▶ **EXERCISE BRIEF**
Take each line of the data that contains the string "message" and copy it.

======

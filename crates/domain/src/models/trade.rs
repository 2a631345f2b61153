//! 交易相关实体定义
//!
//! 交易会话 -> 参与者 / 议价报价 / 信誉评分，以及外部市场数据源

use chrono::{DateTime, Utc};
use serde::{Deserialize, Serialize};
use uuid::Uuid;

use super::enums::{NegotiationStatus, ParticipantRole, SessionStatus};
use crate::error::{DomainError, Result};

/// 评分下限
pub const MIN_TRUST_SCORE: i16 = 1;
/// 评分上限
pub const MAX_TRUST_SCORE: i16 = 5;

/// 交易会话
///
/// 两个或以上商户围绕某一商品的议价上下文
#[derive(Debug, Clone, Serialize, Deserialize, sqlx::FromRow)]
#[serde(rename_all = "camelCase")]
pub struct TradeSession {
    pub id: String,
    pub initiator_id: String,
    pub commodity: String,
    pub quantity: f64,
    pub unit: String,
    #[sqlx(default)]
    pub target_price: Option<f64>,
    #[sqlx(default)]
    pub final_price: Option<f64>,
    #[sqlx(default)]
    pub market_location: Option<String>,
    pub status: SessionStatus,
    #[sqlx(default)]
    pub expires_at: Option<DateTime<Utc>>,
    #[sqlx(default)]
    pub completed_at: Option<DateTime<Utc>>,
    pub created_at: DateTime<Utc>,
    pub updated_at: DateTime<Utc>,
}

impl TradeSession {
    /// 是否已过期（状态仍为 active 但超过 expires_at）
    pub fn is_overdue_at(&self, now: DateTime<Utc>) -> bool {
        self.status == SessionStatus::Active && self.expires_at.is_some_and(|exp| exp <= now)
    }
}

/// 会话参与者
#[derive(Debug, Clone, Serialize, Deserialize, sqlx::FromRow)]
#[serde(rename_all = "camelCase")]
pub struct SessionParticipant {
    pub session_id: String,
    pub vendor_id: String,
    pub role: ParticipantRole,
    pub joined_at: DateTime<Utc>,
}

/// 议价报价
#[derive(Debug, Clone, Serialize, Deserialize, sqlx::FromRow)]
#[serde(rename_all = "camelCase")]
pub struct Negotiation {
    pub id: String,
    pub session_id: String,
    pub proposer_id: String,
    pub price: f64,
    pub quantity: f64,
    #[sqlx(default)]
    pub message: Option<String>,
    /// 报价消息的原始语言
    pub original_language: String,
    pub status: NegotiationStatus,
    #[sqlx(default)]
    pub responded_at: Option<DateTime<Utc>>,
    pub created_at: DateTime<Utc>,
}

impl Negotiation {
    /// 创建待处理报价
    ///
    /// 价格和数量必须为正数，与表约束一致
    pub fn new(
        session_id: impl Into<String>,
        proposer_id: impl Into<String>,
        price: f64,
        quantity: f64,
        message: Option<String>,
        original_language: impl Into<String>,
    ) -> Result<Self> {
        if !(price > 0.0) {
            return Err(DomainError::NonPositive { field: "price" });
        }
        if !(quantity > 0.0) {
            return Err(DomainError::NonPositive { field: "quantity" });
        }

        Ok(Self {
            id: Uuid::new_v4().to_string(),
            session_id: session_id.into(),
            proposer_id: proposer_id.into(),
            price,
            quantity,
            message,
            original_language: original_language.into(),
            status: NegotiationStatus::Pending,
            responded_at: None,
            created_at: Utc::now(),
        })
    }

    /// 报价总额
    pub fn total_value(&self) -> f64 {
        self.price * self.quantity
    }
}

/// 信誉评分
///
/// 会话结束后参与者之间的互评，同一会话内每对评分人/被评人仅一条
#[derive(Debug, Clone, Serialize, Deserialize, sqlx::FromRow)]
#[serde(rename_all = "camelCase")]
pub struct TrustRating {
    pub id: String,
    pub session_id: String,
    pub rater_id: String,
    pub rated_id: String,
    pub score: i16,
    #[sqlx(default)]
    pub review: Option<String>,
    pub created_at: DateTime<Utc>,
}

impl TrustRating {
    /// 创建评分，分数须在 1-5 之间且不能自评
    pub fn new(
        session_id: impl Into<String>,
        rater_id: impl Into<String>,
        rated_id: impl Into<String>,
        score: i16,
        review: Option<String>,
    ) -> Result<Self> {
        if !(MIN_TRUST_SCORE..=MAX_TRUST_SCORE).contains(&score) {
            return Err(DomainError::OutOfRange {
                field: "score",
                min: MIN_TRUST_SCORE.into(),
                max: MAX_TRUST_SCORE.into(),
                actual: score.into(),
            });
        }

        let rater_id = rater_id.into();
        let rated_id = rated_id.into();
        if rater_id == rated_id {
            return Err(DomainError::SameParty {
                field: "rater_id",
                other: "rated_id",
            });
        }

        Ok(Self {
            id: Uuid::new_v4().to_string(),
            session_id: session_id.into(),
            rater_id,
            rated_id,
            score,
            review,
            created_at: Utc::now(),
        })
    }
}

/// 外部市场数据源（如 Agmarknet 对接）
#[derive(Debug, Clone, Serialize, Deserialize, sqlx::FromRow)]
#[serde(rename_all = "camelCase")]
pub struct MarketIntegration {
    pub id: String,
    pub market_name: String,
    pub state: String,
    #[sqlx(default)]
    pub api_endpoint: Option<String>,
    pub is_active: bool,
    pub sync_interval_minutes: i32,
    #[sqlx(default)]
    pub last_synced_at: Option<DateTime<Utc>>,
    pub created_at: DateTime<Utc>,
    pub updated_at: DateTime<Utc>,
}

======

▶ **YOUR SOLUTION**
    pub message: Option<String>,
        message: Option<String>,
            message,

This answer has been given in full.